The Fall – 1st Peel Session (1978)

30th June 2022 · 1970s, 1978, Music, Punk

This isn’t the first recording by The Fall, but it’s the first to have been heard on the radio, when John Peel played their debut session in June 1978.

It was his producer John Walters who discovered Peel’s future favourite band, following a recommendation from Danny Baker in his NME days, when they supported Siouxsie & The Banshees at The Greyound in Croydon.

The first of their 24 sessions for Peel was recorded on 30 May that year and includes a couple of my favourite Fall songs – Rebellious Jukebox and Industrial Estate.

I remember the latter lodged in my head and never went away.. perhaps not surprising since the lyric consists largely of MES chanting “Yeah, yeah, industrial estate” over and over again.

And I love that guitar line in Rebellious Jukebox that follows the vocal melody (or vice-versa).

Not much else to say except that guitarist Martin Bramah plays the bass for a fairly unusual reason.

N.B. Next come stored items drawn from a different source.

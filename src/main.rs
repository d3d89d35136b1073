//! Privacore - Privacy masking and compliance engine
//!
//! Command-line entry point: scan content for sensitive data, generate
//! compliance reports and run retention sweeps against the local state
//! directory.

use anyhow::Result;
use clap::{Parser, Subcommand};
use privacore::{
    compliance::{
        ComplianceCenter, MessageStore, MetricStore, PolicyStore, RequestStore, RetentionStore,
    },
    config::{load_keyring, PrivacoreConfig},
    masking::{DetectionLog, IdentityVault, IncidentStore, MaskingEngine, ProfileStore},
};
use std::path::PathBuf;
use std::sync::Arc;
use tracing_subscriber::{layer::SubscriberExt, util::SubscriberInitExt};

#[derive(Parser)]
#[command(name = "privacore")]
#[command(version)]
#[command(about = "Privacy masking and compliance engine")]
struct Cli {
    /// Configuration file path
    #[arg(short, long, env = "PRIVACORE_CONFIG")]
    config: Option<PathBuf>,

    /// Enable verbose logging
    #[arg(short, long)]
    verbose: bool,

    #[command(subcommand)]
    command: Commands,
}

#[derive(Subcommand)]
enum Commands {
    /// Mask sensitive data in content
    Scan {
        /// User whose privacy settings apply
        #[arg(short, long)]
        user: String,

        /// Content to scan; stdin is read when neither --text nor --file is
        /// given
        #[arg(short, long)]
        text: Option<String>,

        /// File to scan
        #[arg(short, long, conflicts_with = "text")]
        file: Option<PathBuf>,
    },

    /// Generate a compliance report
    Report {
        /// Window length in days
        #[arg(long, default_value = "30")]
        days: i64,

        /// Restrict DLP figures to one department
        #[arg(long)]
        department: Option<String>,
    },

    /// Run the retention sweep and expire stale unmasking requests
    Sweep,

    /// Show configuration
    Config {
        /// Show default configuration
        #[arg(long)]
        default: bool,
    },
}

#[tokio::main]
async fn main() -> Result<()> {
    let cli = Cli::parse();

    // Initialize logging
    let log_level = if cli.verbose { "debug" } else { "info" };
    tracing_subscriber::registry()
        .with(
            tracing_subscriber::EnvFilter::try_from_default_env()
                .unwrap_or_else(|_| format!("privacore={}", log_level).into()),
        )
        .with(tracing_subscriber::fmt::layer())
        .init();

    // Load configuration
    let config = if let Some(config_path) = cli.config {
        let content = std::fs::read_to_string(&config_path)?;
        toml::from_str(&content)?
    } else {
        PrivacoreConfig::default()
    };

    match cli.command {
        Commands::Scan { user, text, file } => {
            run_scan(&config, &user, text, file).await?;
        }
        Commands::Report { days, department } => {
            run_report(&config, days, department.as_deref()).await?;
        }
        Commands::Sweep => {
            run_sweep(&config).await?;
        }
        Commands::Config { default } => {
            show_config(if default { None } else { Some(&config) })?;
        }
    }

    Ok(())
}

struct Engines {
    masking: MaskingEngine,
    compliance: ComplianceCenter,
}

/// Wire both engines onto the state directory, sharing the key ring, the
/// incident store and the detection log
async fn build_engines(config: &PrivacoreConfig) -> Result<Engines> {
    let keyring = Arc::new(load_keyring(&config.encryption)?);
    tracing::debug!(
        key = %keyring.active_fingerprint(),
        version = keyring.active_version(),
        "key ring loaded"
    );
    let state = &config.storage.state_dir;

    let profiles = Arc::new(ProfileStore::open(Some(state.join("profiles"))).await?);
    let detections = Arc::new(DetectionLog::open(Some(state.join("detections"))).await?);
    let vault = Arc::new(IdentityVault::open(Some(state.join("identities"))).await?);
    let incidents = Arc::new(IncidentStore::open(Some(state.join("incidents"))).await?);

    let masking = MaskingEngine::new(
        keyring,
        profiles,
        Arc::clone(&detections),
        vault,
        Arc::clone(&incidents),
        config.masking.clone(),
        config.dlp.clone(),
    )?;

    let policies = Arc::new(PolicyStore::open(Some(state.join("policies"))).await?);
    let retention = Arc::new(
        RetentionStore::open(
            Some(state.join("retention_policies")),
            Some(state.join("retention_notifications")),
        )
        .await?,
    );
    let requests = Arc::new(RequestStore::open(Some(state.join("requests"))).await?);
    let metrics = Arc::new(MetricStore::open(Some(state.join("metrics"))).await?);
    let messages = Arc::new(MessageStore::open(Some(state.join("messages"))).await?);

    let compliance = ComplianceCenter::new(
        policies,
        retention,
        requests,
        metrics,
        messages,
        incidents,
        detections,
        config.compliance.clone(),
    );

    Ok(Engines {
        masking,
        compliance,
    })
}

async fn run_scan(
    config: &PrivacoreConfig,
    user: &str,
    text: Option<String>,
    file: Option<PathBuf>,
) -> Result<()> {
    let content = match (text, file) {
        (Some(text), _) => text,
        (None, Some(path)) => std::fs::read_to_string(path)?,
        (None, None) => std::io::read_to_string(std::io::stdin())?,
    };

    let engines = build_engines(config).await?;
    let result = engines.masking.mask_content(&content, user, None).await?;

    // Masked content on stdout, detection summary on stderr
    println!("{}", result.masked_content);

    if result.detections.is_empty() {
        eprintln!("No sensitive data detected");
        return Ok(());
    }

    eprintln!();
    eprintln!("Detections (risk score {:.1}):", result.risk_score);
    for detection in &result.detections {
        eprintln!(
            "  {:>4}  {} ({}%) -> {}",
            detection.position, detection.data_type, detection.confidence, detection.masked_value
        );
    }

    Ok(())
}

async fn run_report(config: &PrivacoreConfig, days: i64, department: Option<&str>) -> Result<()> {
    let engines = build_engines(config).await?;

    let end = chrono::Utc::now();
    let start = end - chrono::Duration::days(days);
    let report = engines
        .compliance
        .generate_compliance_report(start, end, department)
        .await;

    println!("{}", serde_json::to_string_pretty(&report)?);
    Ok(())
}

async fn run_sweep(config: &PrivacoreConfig) -> Result<()> {
    let engines = build_engines(config).await?;

    let created = engines.compliance.check_retention_compliance().await?;
    let expired = engines.compliance.expire_stale_requests().await?;

    println!("Retention notifications created: {}", created);
    println!("Unmasking requests expired: {}", expired);
    Ok(())
}

fn show_config(config: Option<&PrivacoreConfig>) -> Result<()> {
    let config = config.cloned().unwrap_or_default();
    let toml = toml::to_string_pretty(&config)?;
    println!("{}", toml);
    Ok(())
}
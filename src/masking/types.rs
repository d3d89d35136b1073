//! Masking engine wire and storage types

use crate::detect::DataType;
use chrono::{DateTime, Utc};
use serde::{Deserialize, Serialize};
use std::fmt;

/// Per-user privacy toggles consumed by the masking engine.
///
/// The masking gates map onto detection types: `mask_pii` covers emails,
/// phones, SSNs, IP addresses and generic PII; `mask_financial` covers cards
/// and account references; `mask_phi` covers health information.
#[derive(Debug, Clone, Serialize, Deserialize, PartialEq)]
#[serde(rename_all = "camelCase")]
pub struct PrivacySettings {
    #[serde(default = "default_true")]
    pub mask_pii: bool,
    #[serde(default = "default_true")]
    pub mask_phi: bool,
    #[serde(default = "default_true")]
    pub mask_financial: bool,
    #[serde(default)]
    pub ghost_mode: bool,
    #[serde(default)]
    pub anonymous_chat: bool,
    #[serde(default = "default_true")]
    pub metadata_minimization: bool,
    #[serde(default)]
    pub ephemeral_messages: bool,
    #[serde(default = "default_ephemeral_hours")]
    pub ephemeral_duration_hours: u32,
}

fn default_true() -> bool {
    true
}

fn default_ephemeral_hours() -> u32 {
    24
}

impl PrivacySettings {
    /// The strict baseline used when a user has no stored profile:
    /// all masking on, behavioral features off, ephemeral off.
    pub fn strict() -> Self {
        Self {
            mask_pii: true,
            mask_phi: true,
            mask_financial: true,
            ghost_mode: false,
            anonymous_chat: false,
            metadata_minimization: true,
            ephemeral_messages: false,
            ephemeral_duration_hours: default_ephemeral_hours(),
        }
    }

    /// True when the settings enable detection of the given type
    pub fn allows(&self, data_type: DataType) -> bool {
        match data_type {
            DataType::Email
            | DataType::Phone
            | DataType::Ssn
            | DataType::IpAddress
            | DataType::Pii => self.mask_pii,
            DataType::CreditCard | DataType::Financial => self.mask_financial,
            DataType::Phi => self.mask_phi,
        }
    }
}

impl Default for PrivacySettings {
    fn default() -> Self {
        Self::strict()
    }
}

/// Stored privacy profile, at most one per user
#[derive(Debug, Clone, Serialize, Deserialize)]
#[serde(rename_all = "camelCase")]
pub struct PrivacyProfile {
    pub user_id: String,
    pub settings: PrivacySettings,
    pub created_at: DateTime<Utc>,
    pub updated_at: DateTime<Utc>,
}

/// Partial profile update; absent fields keep their stored values
#[derive(Debug, Clone, Default, Serialize, Deserialize)]
#[serde(rename_all = "camelCase")]
pub struct ProfileUpdate {
    pub mask_pii: Option<bool>,
    pub mask_phi: Option<bool>,
    pub mask_financial: Option<bool>,
    pub ghost_mode: Option<bool>,
    pub anonymous_chat: Option<bool>,
    pub metadata_minimization: Option<bool>,
    pub ephemeral_messages: Option<bool>,
    pub ephemeral_duration_hours: Option<u32>,
}

impl ProfileUpdate {
    /// Apply this update on top of existing settings
    pub fn apply_to(&self, settings: &PrivacySettings) -> PrivacySettings {
        PrivacySettings {
            mask_pii: self.mask_pii.unwrap_or(settings.mask_pii),
            mask_phi: self.mask_phi.unwrap_or(settings.mask_phi),
            mask_financial: self.mask_financial.unwrap_or(settings.mask_financial),
            ghost_mode: self.ghost_mode.unwrap_or(settings.ghost_mode),
            anonymous_chat: self.anonymous_chat.unwrap_or(settings.anonymous_chat),
            metadata_minimization: self
                .metadata_minimization
                .unwrap_or(settings.metadata_minimization),
            ephemeral_messages: self.ephemeral_messages.unwrap_or(settings.ephemeral_messages),
            ephemeral_duration_hours: self
                .ephemeral_duration_hours
                .unwrap_or(settings.ephemeral_duration_hours),
        }
    }
}

/// One detection inside a masking result. `position` is the byte offset of
/// the span in the original content.
#[derive(Debug, Clone, Serialize, Deserialize)]
#[serde(rename_all = "camelCase")]
pub struct Detection {
    #[serde(rename = "type")]
    pub data_type: DataType,
    pub confidence: u8,
    pub original_value: String,
    pub masked_value: String,
    pub position: usize,
}

/// Result of masking one piece of content
#[derive(Debug, Clone, Serialize, Deserialize)]
#[serde(rename_all = "camelCase")]
pub struct MaskingResult {
    pub masked_content: String,
    pub detections: Vec<Detection>,
    pub risk_score: f64,
}

impl MaskingResult {
    /// Result for content with no detections
    pub fn clean(content: &str) -> Self {
        Self {
            masked_content: content.to_string(),
            detections: Vec::new(),
            risk_score: 0.0,
        }
    }
}

/// Review state of a stored detection event
#[derive(Debug, Clone, Copy, Serialize, Deserialize, PartialEq, Eq)]
#[serde(rename_all = "snake_case")]
pub enum ReviewStatus {
    Pending,
    Reviewed,
}

impl fmt::Display for ReviewStatus {
    fn fmt(&self, f: &mut fmt::Formatter<'_>) -> fmt::Result {
        match self {
            ReviewStatus::Pending => write!(f, "pending"),
            ReviewStatus::Reviewed => write!(f, "reviewed"),
        }
    }
}

/// Audit record for one detection. The original span is stored only inside
/// the encrypted envelope; everything else is safe to display.
#[derive(Debug, Clone, Serialize, Deserialize)]
#[serde(rename_all = "camelCase")]
pub struct DetectionEvent {
    pub id: String,
    pub user_id: String,
    #[serde(rename = "type")]
    pub data_type: DataType,
    pub encrypted_original: String,
    pub masked_value: String,
    pub confidence: u8,
    pub review_status: ReviewStatus,
    pub detected_at: DateTime<Utc>,
}

/// Plaintext payload sealed inside an anonymous identity mapping
#[derive(Debug, Clone, Serialize, Deserialize)]
#[serde(rename_all = "camelCase")]
pub struct IdentityMapping {
    pub real_user_id: String,
    pub session_id: String,
    pub created_at: DateTime<Utc>,
}

/// Stored anonymous identity. The real user id exists only inside
/// `encrypted_mapping`; resolution requires the decryption path.
#[derive(Debug, Clone, Serialize, Deserialize)]
#[serde(rename_all = "camelCase")]
pub struct AnonymousIdentity {
    pub anonymous_id: String,
    pub session_id: String,
    pub encrypted_mapping: String,
    pub access_level: String,
    pub created_at: DateTime<Utc>,
    pub expires_at: DateTime<Utc>,
}

/// DLP incident severity
#[derive(Debug, Clone, Copy, Serialize, Deserialize, PartialEq, Eq, Hash)]
#[serde(rename_all = "snake_case")]
pub enum IncidentSeverity {
    Low,
    Medium,
    High,
    Critical,
}

impl fmt::Display for IncidentSeverity {
    fn fmt(&self, f: &mut fmt::Formatter<'_>) -> fmt::Result {
        match self {
            IncidentSeverity::Low => write!(f, "low"),
            IncidentSeverity::Medium => write!(f, "medium"),
            IncidentSeverity::High => write!(f, "high"),
            IncidentSeverity::Critical => write!(f, "critical"),
        }
    }
}

/// Review state of a DLP incident
#[derive(Debug, Clone, Copy, Serialize, Deserialize, PartialEq, Eq)]
#[serde(rename_all = "snake_case")]
pub enum IncidentStatus {
    Open,
    Resolved,
}

/// Escalated data-loss-prevention incident. `detected_content` holds masked
/// text only; raw content never reaches this record.
#[derive(Debug, Clone, Serialize, Deserialize)]
#[serde(rename_all = "camelCase")]
pub struct DlpIncident {
    pub id: String,
    pub incident_type: String,
    pub severity: IncidentSeverity,
    pub user_id: String,
    pub message_id: Option<String>,
    pub file_id: Option<String>,
    pub department: Option<String>,
    pub detected_content: String,
    pub action_taken: String,
    pub review_status: IncidentStatus,
    pub created_at: DateTime<Utc>,
}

The band needed a lift to London to record the session and had promised a local Manc musician they would let him play congas if he drove them there.

But the newcomer did not meeet with the approval of all the band members – although for once it wasn’t Smith who raised an objection.

“Eric, our bass player, saw the congas and this guy in a Hawaiian shirt and said: Fuck this. If he’s playing on the session I’m not. I’m not getting in the van,” recalled Bramah later.

Bramah then begged the band’s previous bass player, Tony Friel, who had just been fired after falling out with Mark E Smith – as would some 65 others over the next 40 years – to borrow his bass guitar.

“I was a guitarist, not a bass player,” he added, ” o I stripped it down to root notes and played very aggressively.”

And if you listen to Rebellious Jukebox carefully, you can just hear the congas on there… very low in the mix.